Grupo suspeito de desviar mais de R$ 27 milhões é alvo de operação do Gaeco

A operação “Gutenberg”, deflagrada na manhã desta terça-feira (7), cumpre 16 mandados de prisão preventiva e 43 mandados de busca e apreensão em Campo Grande, Dourados, São Gabriel do Oeste, Caarapó, Corguinho, Porto Murtinho, São Paulo (SP) e Abadiânia (GO).

Foram apreendidos mais de R$ 69 mil e 900 dólares | (Foto: Divulgação)

As investigações apontam a atuação de uma organização criminosa especializada em fraudar contratações públicas, com foco na aquisição de livros paradidáticos por meio de processos de inexigibilidade de licitação direcionados. O grupo é suspeito da prática de crimes contra a Administração Pública, incluindo fraude em licitações, corrupção ativa e passiva, lavagem de dinheiro e outros delitos correlatos.

Segundo a investigação, o esquema era liderado por empresários sediados em Campo Grande, com atuação em diversos municípios de Mato Grosso do Sul. A organização contava com núcleos estruturados e utilizava servidores públicos corrompidos para direcionar compras públicas em favor do grupo.

Os valores recebidos dos cofres públicos ultrapassam R$ 27 milhões. De acordo com as apurações, o dinheiro era posteriormente distribuído entre integrantes da organização, servidores envolvidos e pessoas físicas e jurídicas utilizadas para ocultar e dissimular a origem ilícita dos recursos.

As investigações também identificaram que o esquema se estendia à área da saúde pública. Servidores cooptados condicionavam a autorização de exames, cirurgias e até vagas em leitos da rede estadual à aquisição dos livros comercializados pelo grupo.
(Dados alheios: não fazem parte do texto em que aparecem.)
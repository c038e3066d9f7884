use std::io::Read;
use std::path::{Path, PathBuf};
use std::process::{Child, ChildStdout, Command, Stdio};

use crate::background::fit::CoverFit;
use crate::foundation::core::{Canvas, Fps};
use crate::foundation::error::{SlidecastError, SlidecastResult};

/// Sample rate of the master mix and of every decoded clip.
pub const MIX_SAMPLE_RATE: u32 = 48_000;

/// Result of probing a media file with `ffprobe`.
#[derive(Clone, Debug)]
pub struct MediaInfo {
    /// Probed file.
    pub source_path: PathBuf,
    /// Video width, zero without a video stream.
    pub width: u32,
    /// Video height, zero without a video stream.
    pub height: u32,
    /// Container duration in seconds (0 when unknown).
    pub duration_sec: f64,
    /// Whether a video stream exists.
    pub has_video: bool,
    /// Whether an audio stream exists.
    pub has_audio: bool,
}

/// Interleaved float PCM.
#[derive(Clone, Debug, PartialEq)]
pub struct AudioPcm {
    /// Samples per second per channel.
    pub sample_rate: u32,
    /// Channel count.
    pub channels: u16,
    /// Interleaved samples.
    pub interleaved_f32: Vec<f32>,
}

impl AudioPcm {
    /// Silent buffer of `frames` sample frames.
    pub fn silence(sample_rate: u32, channels: u16, frames: usize) -> Self {
        Self {
            sample_rate,
            channels,
            interleaved_f32: vec![0.0; frames * usize::from(channels)],
        }
    }

    /// Number of sample frames.
    pub fn frames(&self) -> usize {
        if self.channels == 0 {
            return 0;
        }
        self.interleaved_f32.len() / usize::from(self.channels)
    }

    /// Duration in seconds.
    pub fn duration_sec(&self) -> f64 {
        if self.sample_rate == 0 {
            return 0.0;
        }
        self.frames() as f64 / f64::from(self.sample_rate)
    }
}

/// Return `true` when both `ffmpeg` and `ffprobe` can be invoked from `PATH`.
pub fn media_tools_available() -> bool {
    ["ffmpeg", "ffprobe"].iter().all(|tool| {
        Command::new(tool)
            .arg("-version")
            .stdout(Stdio::null())
            .stderr(Stdio::null())
            .status()
            .map(|s| s.success())
            .unwrap_or(false)
    })
}

/// Probe stream layout and duration.
pub fn probe_media(source_path: &Path) -> SlidecastResult<MediaInfo> {
    #[derive(serde::Deserialize)]
    struct ProbeStream {
        codec_type: Option<String>,
        width: Option<u32>,
        height: Option<u32>,
        duration: Option<String>,
    }
    #[derive(serde::Deserialize)]
    struct ProbeFormat {
        duration: Option<String>,
    }
    #[derive(serde::Deserialize)]
    struct ProbeOut {
        #[serde(default)]
        streams: Vec<ProbeStream>,
        format: Option<ProbeFormat>,
    }

    let out = Command::new("ffprobe")
        .args([
            "-v",
            "error",
            "-print_format",
            "json",
            "-show_streams",
            "-show_format",
        ])
        .arg(source_path)
        .output()
        .map_err(|e| SlidecastError::media(format!("failed to run ffprobe: {e}")))?;
    if !out.status.success() {
        return Err(SlidecastError::media(format!(
            "ffprobe failed for '{}': {}",
            source_path.display(),
            String::from_utf8_lossy(&out.stderr).trim()
        )));
    }

    let parsed: ProbeOut = serde_json::from_slice(&out.stdout)
        .map_err(|e| SlidecastError::media(format!("ffprobe json parse failed: {e}")))?;
    let video = parsed
        .streams
        .iter()
        .find(|s| s.codec_type.as_deref() == Some("video"));
    let has_audio = parsed
        .streams
        .iter()
        .any(|s| s.codec_type.as_deref() == Some("audio"));
    let duration_sec = parsed
        .format
        .as_ref()
        .and_then(|f| f.duration.as_deref())
        .or_else(|| video.and_then(|v| v.duration.as_deref()))
        .and_then(|s| s.parse::<f64>().ok())
        .filter(|d| d.is_finite() && *d > 0.0)
        .unwrap_or(0.0);

    Ok(MediaInfo {
        source_path: source_path.to_path_buf(),
        width: video.and_then(|v| v.width).unwrap_or(0),
        height: video.and_then(|v| v.height).unwrap_or(0),
        duration_sec,
        has_video: video.is_some(),
        has_audio,
    })
}

/// Decode any audio `ffmpeg` understands into interleaved stereo f32 at `sample_rate`.
///
/// Files without an audio stream decode to empty PCM.
pub fn decode_audio_f32_stereo(path: &Path, sample_rate: u32) -> SlidecastResult<AudioPcm> {
    let out = Command::new("ffmpeg")
        .args(["-v", "error", "-i"])
        .arg(path)
        .args([
            "-vn",
            "-f",
            "f32le",
            "-acodec",
            "pcm_f32le",
            "-ac",
            "2",
            "-ar",
            &sample_rate.to_string(),
            "pipe:1",
        ])
        .output()
        .map_err(|e| {
            SlidecastError::media(format!("failed to run ffmpeg for audio decode: {e}"))
        })?;

    if !out.status.success() {
        let msg = String::from_utf8_lossy(&out.stderr);
        // ffmpeg reports a missing audio stream as an error
        if msg.contains("Stream specifier")
            || msg.contains("matches no streams")
            || msg.contains("Output file #0 does not contain any stream")
        {
            return Ok(AudioPcm::silence(sample_rate, 2, 0));
        }
        return Err(SlidecastError::media(format!(
            "ffmpeg audio decode failed for '{}': {}",
            path.display(),
            msg.trim()
        )));
    }

    if !out.stdout.len().is_multiple_of(4) {
        return Err(SlidecastError::media(
            "decoded audio byte length is not aligned to f32 samples",
        ));
    }
    let interleaved_f32 = out
        .stdout
        .chunks_exact(4)
        .map(|c| f32::from_le_bytes([c[0], c[1], c[2], c[3]]))
        .collect();

    Ok(AudioPcm {
        sample_rate,
        channels: 2,
        interleaved_f32,
    })
}

/// Streams cover-fitted RGBA frames of one pass through a video at the output frame rate.
pub struct VideoFrameReader {
    child: Child,
    stdout: ChildStdout,
    frame_len: usize,
}

impl VideoFrameReader {
    /// Spawn `ffmpeg` scaling and center-cropping `source` to `canvas` per `fit`.
    pub fn spawn(source: &Path, canvas: Canvas, fit: CoverFit, fps: Fps) -> SlidecastResult<Self> {
        let filter = format!(
            "scale={}:{}:flags=bilinear,crop={}:{}:{}:{}",
            fit.scaled_width, fit.scaled_height, canvas.width, canvas.height, fit.crop_x, fit.crop_y
        );
        let mut child = Command::new("ffmpeg")
            .args(["-v", "error", "-nostdin", "-i"])
            .arg(source)
            .args([
                "-an",
                "-vf",
                &filter,
                "-r",
                &format!("{}/{}", fps.num, fps.den),
                "-f",
                "rawvideo",
                "-pix_fmt",
                "rgba",
                "pipe:1",
            ])
            .stdin(Stdio::null())
            .stdout(Stdio::piped())
            .stderr(Stdio::null())
            .spawn()
            .map_err(|e| {
                SlidecastError::media(format!("failed to spawn ffmpeg for video decode: {e}"))
            })?;
        let stdout = child
            .stdout
            .take()
            .ok_or_else(|| SlidecastError::media("failed to open ffmpeg stdout (unexpected)"))?;
        Ok(Self {
            child,
            stdout,
            frame_len: canvas.rgba_len(),
        })
    }

    /// Read the next frame into `dst` (straight RGBA8). Returns `false` at end of stream.
    pub fn read_frame(&mut self, dst: &mut [u8]) -> SlidecastResult<bool> {
        if dst.len() != self.frame_len {
            return Err(SlidecastError::media(
                "video frame buffer size mismatch with canvas",
            ));
        }
        let mut filled = 0;
        while filled < dst.len() {
            match self.stdout.read(&mut dst[filled..]) {
                Ok(0) => break,
                Ok(n) => filled += n,
                Err(e) if e.kind() == std::io::ErrorKind::Interrupted => {}
                Err(e) => {
                    return Err(SlidecastError::media(format!(
                        "failed to read decoded video frame: {e}"
                    )));
                }
            }
        }
        Ok(filled == dst.len())
    }
}

impl Drop for VideoFrameReader {
    fn drop(&mut self) {
        let _ = self.child.kill();
        let _ = self.child.wait();
    }
}

#[cfg(test)]
#[path = "../../tests/unit/assets/media.rs"]
mod tests;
Ainda conforme a apuração, a organização criminosa permanecia em atividade e mantinha contratos vigentes em diversos municípios do Estado.

O nome da operação, “Gutenberg”, faz referência a Johannes Gutenberg, responsável pela popularização da impressão de livros. Enquanto sua contribuição esteve associada à disseminação do conhecimento, no caso investigado os livros teriam sido utilizados como instrumento para conferir aparência de legalidade ao esquema criminoso.

A operação foi deflagrada pelo Ministério Público de Mato Grosso do Sul, por meio do Grupo de Atuação Especial de Repressão ao Crime Organizado (Gaeco/MPMS), com apoio operacional do Batalhão de Choque e do Batalhão de Operações Especiais (Bope).